Michael Becke wrote:
But what exactly is the correct behaviour? At least two major browsers implement this behaviour in a different way than you would immediately expect. This could just be a bug in them, or it could be a legitimate ambiguity. To clarify, which of the following do you interpret as the correct behaviour?
["base" + "rel" = "abs"]
A:
"http://www.foo.com/foop.html" + "" = "http://www.foo.com/foop.html"
"http://www.foo.com/foop.html" + "#" = "http://www.foo.com/foop.html"
B:
"http://www.foo.com/foop.html" + "" = "http://www.foo.com/foop.html"
"http://www.foo.com/foop.html" + "#" = "http://www.foo.com/foop.html#"
[ ... ]
[ ... ]
HttpClient:
"http://www.foo.com/foop.html" + "" = "http://www.foo.com/foop.html"
"http://www.foo.com/foop.html" + "#" = "http://www.foo.com/foop.html"
It would seem that HttpClient is doing A. Note that I just did a cvs update right now and didn't apply any patches, so I may have missed some code that is pending.
This behavior looks correct. It seems that the empty case was fixed yesterday.

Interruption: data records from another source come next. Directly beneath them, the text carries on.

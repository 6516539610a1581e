// App Controller - single entry point for every designer interaction
//
// This module contains the AppController which coordinates between:
// - StateManager (configuration, viewport, in-flight flags, gate)
// - RenderSession (live drawing in the mobile or desktop target)
// - ExportPipeline (SVG/PNG files, clipboard)
// - GatedDownloadFlow (registration before download)
//
// Every edit goes through `mutate`, which applies it to the state and then
// brings the render session up to date before returning, so the drawing
// always reflects the latest configuration.

use crate::metrics::Metrics;
use crate::models::catalog::{
    CORNER_DOT_OPTIONS, CORNER_SQUARE_OPTIONS, DOT_TYPE_OPTIONS, LOGO_PRESETS, find_color_preset,
    find_logo_preset,
};
use crate::models::{
    AppSettings, AppState, Color, CornerDotType, CornerSquareType, DotType, ErrorCorrectionLevel,
    ExportFormat, QrConfig, UploadedImage,
};
use crate::services::{
    ClipboardSink, Drawing, ExportError, ExportPipeline, FileSink, GatedDownloadFlow,
    RegistrationClient, RenderSession, StyledQrRenderer, SubmitOutcome,
};
use crate::state::{StateChange, StateManager};
use anyhow::{Context, Result, bail};
use camino::Utf8Path;
use std::sync::{Arc, Mutex};

/// A catalog entry paired with its icon in the current foreground colour
#[derive(Debug, Clone, PartialEq, Eq)]
pub struct CatalogIcon {
    pub id: &'static str,
    pub name: &'static str,
    pub data_url: String,
}

/// Headless controller for the QR designer
///
/// # Example
/// ```ignore
/// let controller = AppController::new(
///     StateManager::new(),
///     &settings,
///     Arc::new(DirectorySink::new(&settings.output_dir)),
///     Arc::new(SystemClipboard),
///     Arc::new(HttpRegistrationClient::new(&settings.api_base_url, None)?),
///     Arc::new(Metrics::new()),
/// )?;
/// controller.set_url("https://example.com");
/// controller.request_download(ExportFormat::Png);
/// ```
pub struct AppController<C: RegistrationClient> {
    state_manager: StateManager,
    session: Arc<Mutex<RenderSession<StyledQrRenderer>>>,
    exporter: ExportPipeline,
    gate: GatedDownloadFlow<C>,
    metrics: Arc<Metrics>,
}

impl<C: RegistrationClient> AppController<C> {
    /// Create the controller and render the current configuration once
    pub fn new(
        state_manager: StateManager,
        settings: &AppSettings,
        files: Arc<dyn FileSink>,
        clipboard: Arc<dyn ClipboardSink>,
        client: Arc<C>,
        metrics: Arc<Metrics>,
    ) -> Result<Self> {
        let (config, width) = state_manager.read(|s| (s.config.clone(), s.viewport_width));

        let session = Arc::new(Mutex::new(RenderSession::new(width)));
        session
            .lock()
            .unwrap()
            .apply_config(&config)
            .context("Failed to render initial configuration")?;
        metrics.record_render();

        let exporter = ExportPipeline::new(
            state_manager.clone(),
            session.clone(),
            files,
            clipboard,
            settings.copy_reset(),
            metrics.clone(),
        );
        let gate = GatedDownloadFlow::new(
            state_manager.clone(),
            exporter.clone(),
            client,
            settings.export_delay(),
            metrics.clone(),
        );

        tracing::info!("Controller ready, viewport width {}", width);

        Ok(Self {
            state_manager,
            session,
            exporter,
            gate,
            metrics,
        })
    }

    pub fn state(&self) -> &StateManager {
        &self.state_manager
    }

    pub fn snapshot(&self) -> AppState {
        self.state_manager.snapshot()
    }

    pub fn metrics(&self) -> &Arc<Metrics> {
        &self.metrics
    }

    pub fn session(&self) -> &Arc<Mutex<RenderSession<StyledQrRenderer>>> {
        &self.session
    }

    /// Apply an edit and resynchronize the render session
    fn mutate<F>(&self, edit: F) -> Vec<StateChange>
    where
        F: FnOnce(&StateManager) -> Vec<StateChange>,
    {
        let changes = edit(&self.state_manager);
        self.metrics.record_state_broadcasts(changes.len());

        for change in &changes {
            match change {
                StateChange::ConfigurationChanged { .. } => self.rebuild(),
                StateChange::ViewportChanged { width, .. } => {
                    if self.session.lock().unwrap().resize(*width) {
                        self.metrics.record_rehome();
                    }
                }
                _ => {}
            }
        }
        changes
    }

    fn rebuild(&self) {
        let config = self.state_manager.read(|s| s.config.clone());
        let mut session = self.session.lock().unwrap();
        match session.apply_config(&config) {
            Ok(()) => self.metrics.record_render(),
            Err(e) => {
                self.metrics.record_render_failure();
                tracing::error!("Failed to render configuration: {}", e);
            }
        }
    }

    // Configuration edits

    pub fn set_url(&self, url: impl Into<String>) {
        let url = url.into();
        self.mutate(|s| s.set_url(url));
    }

    pub fn reset_url(&self) {
        self.mutate(|s| s.reset_url());
    }

    pub fn set_foreground(&self, color: Color) {
        self.mutate(|s| s.set_foreground(color));
    }

    pub fn set_background(&self, color: Color) {
        self.mutate(|s| s.set_background(color));
    }

    pub fn set_level(&self, level: ErrorCorrectionLevel) {
        self.mutate(|s| s.set_level(level));
    }

    pub fn set_include_margin(&self, include: bool) {
        self.mutate(|s| s.set_include_margin(include));
    }

    pub fn set_dot_type(&self, dot_type: DotType) {
        self.mutate(|s| s.set_dot_type(dot_type));
    }

    pub fn set_corner_square_type(&self, corner: Option<CornerSquareType>) {
        self.mutate(|s| s.set_corner_square_type(corner));
    }

    pub fn set_corner_dot_type(&self, corner: Option<CornerDotType>) {
        self.mutate(|s| s.set_corner_dot_type(corner));
    }

    /// Replace the whole configuration in one step
    pub fn replace_config(&self, config: QrConfig) {
        self.mutate(|s| s.replace_config(config));
    }

    /// Apply a colour/style preset by id
    pub fn apply_color_preset(&self, id: &str) -> Result<()> {
        let Some(preset) = find_color_preset(id) else {
            bail!("Unknown color preset: {}", id);
        };
        self.mutate(|s| s.apply_color_preset(preset));
        tracing::debug!("Applied color preset {}", preset.name);
        Ok(())
    }

    // Logo

    pub fn select_logo_preset(&self, id: &str) -> Result<()> {
        if find_logo_preset(id).is_none() {
            bail!("Unknown logo preset: {}", id);
        }
        self.mutate(|s| s.select_logo_preset(id));
        Ok(())
    }

    pub fn upload_logo(&self, image: UploadedImage) {
        self.mutate(|s| s.upload_logo(image));
    }

    /// Read an image file and use it as the logo
    pub fn upload_logo_file(&self, path: &Utf8Path) -> Result<()> {
        let image = UploadedImage::from_path(path)?;
        tracing::info!("Uploaded logo {} ({}, {} bytes)", path, image.mime, image.bytes.len());
        self.upload_logo(image);
        Ok(())
    }

    pub fn remove_logo(&self) {
        self.mutate(|s| s.remove_logo());
    }

    // Viewport

    pub fn set_viewport_width(&self, width: u32) {
        self.mutate(|s| s.set_viewport_width(width));
    }

    // Download gate

    /// Whether the download controls are enabled
    pub fn can_download(&self) -> bool {
        self.state_manager.read(|s| s.can_download())
    }

    /// Open the registration form for `format`. Returns false when
    /// downloads are unavailable (no URL yet, or an export is running).
    pub fn request_download(&self, format: ExportFormat) -> bool {
        if !self.can_download() {
            tracing::debug!("Download as {} unavailable", format);
            return false;
        }
        self.gate.request_download(format);
        true
    }

    /// Close the registration form
    pub fn cancel_download(&self) {
        self.gate.cancel();
    }

    pub fn set_name(&self, name: impl Into<String>) {
        let name = name.into();
        self.state_manager.update(|s| s.gate.form.name = name);
    }

    /// Edit the phone field. Input outside `+` and digits is dropped.
    pub fn set_phone(&self, phone: &str) -> bool {
        let mut accepted = false;
        self.state_manager
            .update(|s| accepted = s.gate.form.set_phone(phone));
        if !accepted {
            tracing::debug!("Ignored phone input {:?}", phone);
        }
        accepted
    }

    pub fn set_email(&self, email: impl Into<String>) {
        let email = email.into();
        self.state_manager.update(|s| s.gate.form.email = email);
    }

    pub async fn submit_registration(&self) -> SubmitOutcome {
        self.gate.submit().await
    }

    // Clipboard

    pub async fn copy_to_clipboard(&self) -> Result<bool, ExportError> {
        self.exporter.copy_to_clipboard().await
    }

    /// Copy of the drawing currently on screen
    pub fn rendered_drawing(&self) -> Option<Drawing> {
        self.session.lock().unwrap().visible_drawing().cloned()
    }

    // Catalog icons in the current foreground

    fn foreground(&self) -> Color {
        self.state_manager.read(|s| s.config.fg_color)
    }

    pub fn logo_preset_icons(&self) -> Vec<CatalogIcon> {
        let fg = self.foreground();
        LOGO_PRESETS
            .iter()
            .map(|preset| CatalogIcon {
                id: preset.id,
                name: preset.name,
                data_url: preset.template.to_data_url(fg),
            })
            .collect()
    }

    pub fn dot_type_icons(&self) -> Vec<CatalogIcon> {
        let fg = self.foreground();
        DOT_TYPE_OPTIONS
            .iter()
            .map(|option| CatalogIcon {
                id: option.id,
                name: option.name,
                data_url: option.icon_data_url(fg),
            })
            .collect()
    }

    pub fn corner_square_icons(&self) -> Vec<CatalogIcon> {
        let fg = self.foreground();
        CORNER_SQUARE_OPTIONS
            .iter()
            .map(|option| CatalogIcon {
                id: option.id,
                name: option.name,
                data_url: option.icon_data_url(fg),
            })
            .collect()
    }

    pub fn corner_dot_icons(&self) -> Vec<CatalogIcon> {
        let fg = self.foreground();
        CORNER_DOT_OPTIONS
            .iter()
            .map(|option| CatalogIcon {
                id: option.id,
                name: option.name,
                data_url: option.icon_data_url(fg),
            })
            .collect()
    }
}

After further inspection of the rfc, it would seem B is actually correct. The relevant part is:
rfc2396, section 5.2
"7) ...
if fragment is defined then
append "#" to result
append fragment to result
return result
Note that we must be careful to preserve the distinction between a
component that is undefined, meaning that its separator was not
present in the reference, and a component that is empty, meaning
that the separator was present and was immediately followed by the
next component separator or the end of the reference."
In the case of "#" it would seem this has a defined fragment component
which is empty (with all other components undefined).
Presumably then, for the above case of "#", I should be comparing the URIs using URI.getURIReference() of both the resolved base and the expected absolute value ie not URI.toString() of each?Incidentally, when I tried a relative URI of "#foop" I got the following:
"http://www.foo.com/foop.html" + "#foop" = "http://www.foo.com/foop.html"
Surely this is incorrect?
This is something I ran across as well. The fragment is not dropped, but is left out of the standard URI. To get the full URI you have to use URI.getURIReference().